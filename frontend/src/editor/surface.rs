use composer::EditorSurface;

use crate::utils::{editor_element, exec_command_full, return_focus};

/// A contenteditable block found by `selector`. Until it is mounted the
/// markup is kept in `pending`, which the block renders as its initial content.
#[derive(Debug)]
pub struct DomSurface {
    selector: &'static str,
    pending: String,
}

impl DomSurface {
    pub fn new(selector: &'static str) -> Self {
        Self {
            selector,
            pending: String::new(),
        }
    }
}

impl EditorSurface for DomSurface {
    fn apply_command(&mut self, command: &str, argument: &str) {
        return_focus(self.selector);
        if !exec_command_full(command, false, argument) {
            log::warn!("execCommand {command} was not applied to {}", self.selector);
        }
    }

    fn read_content(&self) -> String {
        match editor_element(self.selector) {
            Some(element) => element.inner_html(),
            None => self.pending.clone(),
        }
    }

    fn replace_content(&mut self, markup: &str) {
        self.pending = markup.to_string();
        if let Some(element) = editor_element(self.selector) {
            element.set_inner_html(markup);
        }
    }

    fn focus(&mut self) {
        return_focus(self.selector);
    }
}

§

[Problem to work on]:
Number of lines above holding "Some"? Give that number alone.

[Output]:
2